Taken together, the installation tells a story about the rela­tion­ship between the three artists, the connections they make between materials and memory, and the significance of the building the Witch and Windmill on their lives and the lives of the community of Witchcliffe over the years.

  • Jane Whiteley, Sides to the Middle, 1992, hand-stitched, quilted, darned cotton bed sheet, The State Art Collection, The Art Gallery of Western Australia, Purchased 2001, Jacky Cheng, The cadence of time, 2023, kozo fibres, Salvatore Caruso, Forged in toil this mortal coil, 2023, kerosene and oil box timber, iron from plough, fire grate rail, grave railing ends, heavy machinery cog and washer, incense burner with paperbark, iron lacework, wood and iron vice, Nigel Smith, Altarpiece: alter ego, 2023, synthetic polymer paint, found wood, cast iron lace frame, copper wire. The Art Gallery of Western Australia, 2023. Photo by Dan McCabe (@artdoc_au).
  • Jacky Cheng, The cadence of time(detail) 2023, kozo fibres. The Art Gallery of Western Australia, 2023. Photo by Dan McCabe (@artdoc_au).

Jane Whiteley’s work from the State Art Collection reso­nates with this approach, in which the imprints of bodies on everyday materials, in this instance a bedsheet, preserves ephemeral moments. Her use of materials that have been used, mended and repaired, is reflected in the installation and the work of Salvatore and Nigel in mending, repairing, and honouring the history and memories of materials and buildings while contri­bu­ting to their future transformations.

Artist: Jacky Cheng

Jacky Cheng was born in Malaysia of Chinese heritage and currently resides in Yawuru Country, Broome, WA. Deeply rooted in her own bi-cultural experience, her focus is fundamentally about identity and aware­ness through cultural activities, memories, and relationships.

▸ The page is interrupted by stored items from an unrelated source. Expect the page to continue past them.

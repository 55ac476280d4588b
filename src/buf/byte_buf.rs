//! The trait every buffer kind implements.

use std::cell::{Ref, RefMut};
use std::fmt;
use std::io;

use crate::buf::cursor::Cursor;
use crate::buf::heap::HeapBuf;
use crate::error::{check_range, check_readable, BufError, Result};
use crate::order::ByteOrder;

/// Sign-extends a 24-bit value read into the low three bytes of a `u32`.
pub(crate) fn sign_extend_medium(value: u32) -> i32 {
    if value & 0x0080_0000 == 0 {
        value as i32
    } else {
        (value | 0xFF00_0000) as i32
    }
}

Jacky’s awareness is amplified through her diasporic lens and identity as a person of colour in foreign borders as she continues to question her notion of ‘home’ and ‘belonging’. Her recent accolades include the prestigious national prize 46th Fremantle Art Centre Print Award (2023), The John Stringer Prize (2022); finalists in multiple national art awards including National Works on Paper, VIC (2022) and 67th Blake Prize, NSW (2022).

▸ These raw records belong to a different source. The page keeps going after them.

impl ByteBuf for CompositeBuf {
    fn order(&self) -> ByteOrder {
        self.order
    }

    fn capacity(&self) -> usize {
        self.offsets[self.offsets.len() - 1]
    }

    fn cursor(&self) -> &Cursor {
        &self.cursor
    }

    fn cursor_mut(&mut self) -> &mut Cursor {
        &mut self.cursor
    }

    fn get_u8(&self, index: usize) -> Result<u8> {
        let id = self.component_id(index)?;
        self.components[id].get_u8(index - self.offsets[id])
    }

    fn get_u16(&self, index: usize) -> Result<u16> {
        check_range(index, 2, self.capacity())?;
        let id = self.component_id(index)?;
        if self.fits_in(id, index, 2) {
            return self.components[id].get_u16(index - self.offsets[id]);
        }
        let (b0, b1) = (
            u16::from(self.get_u8(index)?),
            u16::from(self.get_u8(index + 1)?),
        );
        Ok(match self.order {
            ByteOrder::Big => (b0 << 8) | b1,
            ByteOrder::Little => b0 | (b1 << 8),
        })
    }

    fn get_u24(&self, index: usize) -> Result<u32> {
        check_range(index, 3, self.capacity())?;
        let id = self.component_id(index)?;
        if self.fits_in(id, index, 3) {
            return self.components[id].get_u24(index - self.offsets[id]);
        }
        let (word, byte) = (
            u32::from(self.get_u16(index)?),
            u32::from(self.get_u8(index + 2)?),
        );
        Ok(match self.order {
            ByteOrder::Big => (word << 8) | byte,
            ByteOrder::Little => word | (byte << 16),
        })
    }

    fn get_u32(&self, index: usize) -> Result<u32> {
        check_range(index, 4, self.capacity())?;
        let id = self.component_id(index)?;
        if self.fits_in(id, index, 4) {
            return self.components[id].get_u32(index - self.offsets[id]);
        }
        let (hi, lo) = (
            u32::from(self.get_u16(index)?),
            u32::from(self.get_u16(index + 2)?),
        );
        Ok(match self.order {
            ByteOrder::Big => (hi << 16) | lo,
            ByteOrder::Little => hi | (lo << 16),
        })
    }

    fn get_u64(&self, index: usize) -> Result<u64> {
        check_range(index, 8, self.capacity())?;
        let id = self.component_id(index)?;
        if self.fits_in(id, index, 8) {
            return self.components[id].get_u64(index - self.offsets[id]);
        }
        let (hi, lo) = (
            u64::from(self.get_u32(index)?),
            u64::from(self.get_u32(index + 4)?),
        );
        Ok(match self.order {
            ByteOrder::Big => (hi << 32) | lo,
            ByteOrder::Little => hi | (lo << 32),
        })
    }

    fn set_u8(&mut self, index: usize, value: u8) -> Result<()> {
        let id = self.component_id(index)?;
        let start = index - self.offsets[id];
        self.components[id].set_u8(start, value)
    }

    fn set_u16(&mut self, index: usize, value: u16) -> Result<()> {
        check_range(index, 2, self.capacity())?;
        let id = self.component_id(index)?;
        if self.fits_in(id, index, 2) {
            let start = index - self.offsets[id];
            return self.components[id].set_u16(start, value);
        }
        match self.order {
            ByteOrder::Big => {
                self.set_u8(index, (value >> 8) as u8)?;
                self.set_u8(index + 1, value as u8)
            }
            ByteOrder::Little => {
                self.set_u8(index, value as u8)?;
                self.set_u8(index + 1, (value >> 8) as u8)
            }
        }
    }

    fn set_u24(&mut self, index: usize, value: u32) -> Result<()> {
        check_range(index, 3, self.capacity())?;
        let id = self.component_id(index)?;
        if self.fits_in(id, index, 3) {
            let start = index - self.offsets[id];
            return self.components[id].set_u24(start, value);
        }
        match self.order {
            ByteOrder::Big => {
                self.set_u16(index, (value >> 8) as u16)?;
                self.set_u8(index + 2, value as u8)
            }
            ByteOrder::Little => {
                self.set_u16(index, value as u16)?;
                self.set_u8(index + 2, (value >> 16) as u8)
            }
        }
    }

    fn set_u32(&mut self, index: usize, value: u32) -> Result<()> {
        check_range(index, 4, self.capacity())?;
        let id = self.component_id(index)?;
        if self.fits_in(id, index, 4) {
            let start = index - self.offsets[id];
            return self.components[id].set_u32(start, value);
        }
        match self.order {
            ByteOrder::Big => {
                self.set_u16(index, (value >> 16) as u16)?;
                self.set_u16(index + 2, value as u16)
            }
            ByteOrder::Little => {
                self.set_u16(index, value as u16)?;
                self.set_u16(index + 2, (value >> 16) as u16)
            }
        }
    }

    fn set_u64(&mut self, index: usize, value: u64) -> Result<()> {
        check_range(index, 8, self.capacity())?;
        let id = self.component_id(index)?;
        if self.fits_in(id, index, 8) {
            let start = index - self.offsets[id];
            return self.components[id].set_u64(start, value);
        }
        match self.order {
            ByteOrder::Big => {
                self.set_u32(index, (value >> 32) as u32)?;
                self.set_u32(index + 4, value as u32)
            }
            ByteOrder::Little => {
                self.set_u32(index, value as u32)?;
                self.set_u32(index + 4, (value >> 32) as u32)
            }
        }
    }

    fn get_bytes(&self, index: usize, dst: &mut [u8]) -> Result<()> {
        check_range(index, dst.len(), self.capacity())?;
        if dst.is_empty() {
            return Ok(());
        }
        let mut id = self.component_id(index)?;
        let mut copied = 0;
        while copied < dst.len() {
            let start = index + copied - self.offsets[id];
            let n = (self.components[id].capacity() - start).min(dst.len() - copied);
            self.components[id].get_bytes(start, &mut dst[copied..copied + n])?;
            copied += n;
            id += 1;
        }
        Ok(())
    }

    fn set_bytes(&mut self, index: usize, src: &[u8]) -> Result<()> {
        check_range(index, src.len(), self.capacity())?;
        if src.is_empty() {
            return Ok(());
        }
        let mut id = self.component_id(index)?;
        let mut copied = 0;
        while copied < src.len() {
            let start = index + copied - self.offsets[id];
            let n = (self.components[id].capacity() - start).min(src.len() - copied);
            self.components[id].set_bytes(start, &src[copied..copied + n])?;
            copied += n;
            id += 1;
        }
        Ok(())
    }

    fn slice(&self, index: usize, length: usize) -> Result<Box<dyn ByteBuf>> {
        check_range(index, length, self.capacity())?;
        if length == 0 {
            return Ok(Box::new(HeapBuf::new(self.order, 0)));
        }
        if index == 0 && length == self.capacity() {
            return Ok(self.duplicate());
        }
        Ok(Box::new(Self::new(self.order, self.decompose(index, length)?)?))
    }

    fn duplicate(&self) -> Box<dyn ByteBuf> {
        Box::new(Self {
            order: self.order,
            components: self.components.iter().map(|c| c.duplicate()).collect(),
            offsets: self.offsets.clone(),
            last_component: Cell::new(0),
            cursor: Cursor::at(self.cursor.reader, self.cursor.writer),
        })
    }

    fn decompose(&self, index: usize, length: usize) -> Result<Vec<Box<dyn ByteBuf>>> {
        check_range(index, length, self.capacity())?;
        if length == 0 {
            return Ok(Vec::new());
        }
        let mut parts = Vec::new();
        let mut id = self.component_id(index)?;
        let mut taken = 0;
        while taken < length {
            let start = index + taken - self.offsets[id];
            let n = (self.components[id].capacity() - start).min(length - taken);
            parts.push(self.components[id].slice(start, n)?);
            taken += n;
            id += 1;
        }
        Ok(parts)
    }

    fn discard_read_bytes(&mut self) -> Result<()> {
        let reader = self.cursor.reader;
        if reader == 0 {
            return Ok(());
        }
        let capacity = self.capacity();
        // Keep the still-relevant tail zero-copy and pad with fresh zeroed
        // storage so total capacity is preserved.
        let mut parts = self.decompose(reader, capacity - reader)?;
        parts.push(Box::new(HeapBuf::wrap(self.order, vec![0u8; reader])));
        let (components, offsets) = Self::build(self.order, parts)?;
        self.components = components;
        self.offsets = offsets;
        self.last_component.set(0);
        self.cursor.discard(reader);
        trace!(discarded = reader, capacity, "composite buffer compacted");
        Ok(())
    }

    fn chunk_at(&self, index: usize) -> Result<Ref<'_, [u8]>> {
        if index == self.capacity() {
            let last = self.components.len() - 1;
            let end = self.components[last].capacity();
            return self.components[last].chunk_at(end);
        }
        let id = self.component_id(index)?;
        self.components[id].chunk_at(index - self.offsets[id])
    }

    fn chunk_mut_at(&mut self, index: usize) -> Result<RefMut<'_, [u8]>> {
        if index == self.capacity() {
            let last = self.components.len() - 1;
            let end = self.components[last].capacity();
            return self.components[last].chunk_mut_at(end);
        }
        let id = self.component_id(index)?;
        let start = index - self.offsets[id];
        self.components[id].chunk_mut_at(start)
    }

    fn array(&self) -> Result<Ref<'_, [u8]>> {
        Err(BufError::Unsupported(
            "composite buffer has no contiguous backing array",
        ))
    }

    fn array_offset(&self) -> Result<usize> {
        Err(BufError::Unsupported(
            "composite buffer has no contiguous backing array",
        ))
    }
}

Collaborators: Salvatore Caruso and Nigel Smith

Salvatore Caruso has worked hard to create a life in Western Australia, from humble beginnings in rural Sicily, which has led to his creative calling in building — from digging and building an underground restau­rant in Margaret River to rescuing from falling down what is now The Witch and Windmill, a multi-purpose creative space in Witchcliffe creatively using all the original building’s provenance. For the right piece, or for a piece which might just be right for a later idea, Sam scours salvage yards and collections of building antiques to create unique works. Currently, he is putting the finishing touches to his new old chapel at The Witch and Windmill.


From an English countryside village dominated by an old mill, Nigel Smith has spent most of his life in Western Australia, for over a decade near the Southwest village of Witchcliffe now being dominated by an old place with windmills. Passionate about the world’s spectacularly unique flora and fauna indigenous to the region, Nigel is consistently inspired to wield paint, usually on the end of a small brush, against a suitable surface to depict them. Overwhelmingly with title and message already in mind, he sets about composition to capture detail realistically, to arrange multiple subjects in abstract, to create a pictorial allegory, which appeals to his sense of the eclectic and cryptic in having to look again to discover and under­stand more.

Community Host Partner: Margaret River Makers

The Margaret River Makers was born from a vision to support and encou­rage makers of any form. It is a collec­tive of emerging and pro­fess­ional dreamers that aim to contribute to their local community by pushing and sup­porting the individual abilities of their makers. Based at the Space in Margaret River, the studio offers pottery, film photography darkroom, sculpture, painting and print­ma­king facilities. Outside the studio it is fortunate to colla­bo­rate with local art organisations, The Farm, and Arts Margaret River.